In our series, aberrant staining of E-cadherin in a large stage pT1 UBC cohort of 226 patients appeared in 74%. This finding was not associated with histopathological parameters but with female gender and unifocal tumors. We could show that there was a predictive value regarding worse PFS for patients with aberrant E-cadherin staining and a trend toward worse cancer-specific survival in Kaplan–Meier analysis and univariate regression analysis. As we previously showed in another stage pT1 UBC series [29], the WHO grading classification 1973 was again of statistical significant predictability for progression and cancer-specific survival in univariate analysis, as did infiltrative pattern at the submucous invasion front and associated CIS. Regarding survival, infiltrative growth pattern at the tumor invasion front stayed to be the only independent predictive feature in multivariate Cox regression analysis. This finding underlined the results of a study of Denzinger et al. [20] dealing with the impact of tumor growth pattern for stage pT1 UBC.

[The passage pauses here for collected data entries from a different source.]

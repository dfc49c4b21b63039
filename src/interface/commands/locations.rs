//! # Location Commands
//!
//! Handles `!visited`, `!random` and `!addLocation`, which relay the backend's
//! one-line reply back to the room.

use anyhow::Result;

use crate::domain::error::BackendError;
use crate::domain::traits::{ChatProvider, LunchBackend};
use crate::domain::types::BackendMessage;
use crate::strings::messages;

fn reply_text(reply: BackendMessage) -> String {
    reply
        .message
        .filter(|m| !m.trim().is_empty())
        .unwrap_or_else(|| messages::EMPTY_BACKEND_RESPONSE.to_string())
}

async fn relay(
    chat: &impl ChatProvider,
    reply: Result<BackendMessage, BackendError>,
    decorate: impl FnOnce(String) -> String,
) -> Result<()> {
    match reply {
        Ok(reply) => {
            chat.send_message(&decorate(reply_text(reply))).await?;
            Ok(())
        }
        Err(e) => super::report_backend_error(chat, &e).await,
    }
}

pub async fn handle_visited(
    backend: &dyn LunchBackend,
    chat: &impl ChatProvider,
    location: &str,
) -> Result<()> {
    relay(chat, backend.add_visit(location).await, |text| text).await
}

pub async fn handle_random(backend: &dyn LunchBackend, chat: &impl ChatProvider) -> Result<()> {
    relay(chat, backend.random().await, |text| text).await
}

pub async fn handle_add_location(
    backend: &dyn LunchBackend,
    chat: &impl ChatProvider,
    location: &str,
    author: &str,
) -> Result<()> {
    relay(chat, backend.quick_add(location, author).await, |text| {
        messages::location_added(&text, author)
    })
    .await
}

Of all urothelial bladder carcinoma, pT1-staged patients represent the most serious challenge for urologists. While a relevant group of patients, especially of high-grade tumors, develop progress to muscle invasion or even metastasis, another part of stage pT1 UBC patients never even experience recurrence. There are many ongoing attempts to establish additional markers for prognosis in this field. Epithelial–mesenchymal transition was detected as a possible way of progression initiation toward metastazation in muscle-invasive carcinoma. We could show statistically significant differences for aberrant staining of EMT marker E-cadherin on protein level regarding progression and a trend for cancer-specific survival speaking for this hypothesis. Further studies especially including more reliable and valid methods on genetic level are highly appreciated to define the role of EMT in early-invasive UBC. Up to this point, taking into account the WHO grading classification of 1973 and growth pattern at the subcutaneous invasion front seems to be the most valuable step to predict patients’ prognosis best. Stage pT1 UBC with grade 3 tumors and infiltrative growth pattern should be considered for early cystectomy, especially in case of associated CIS.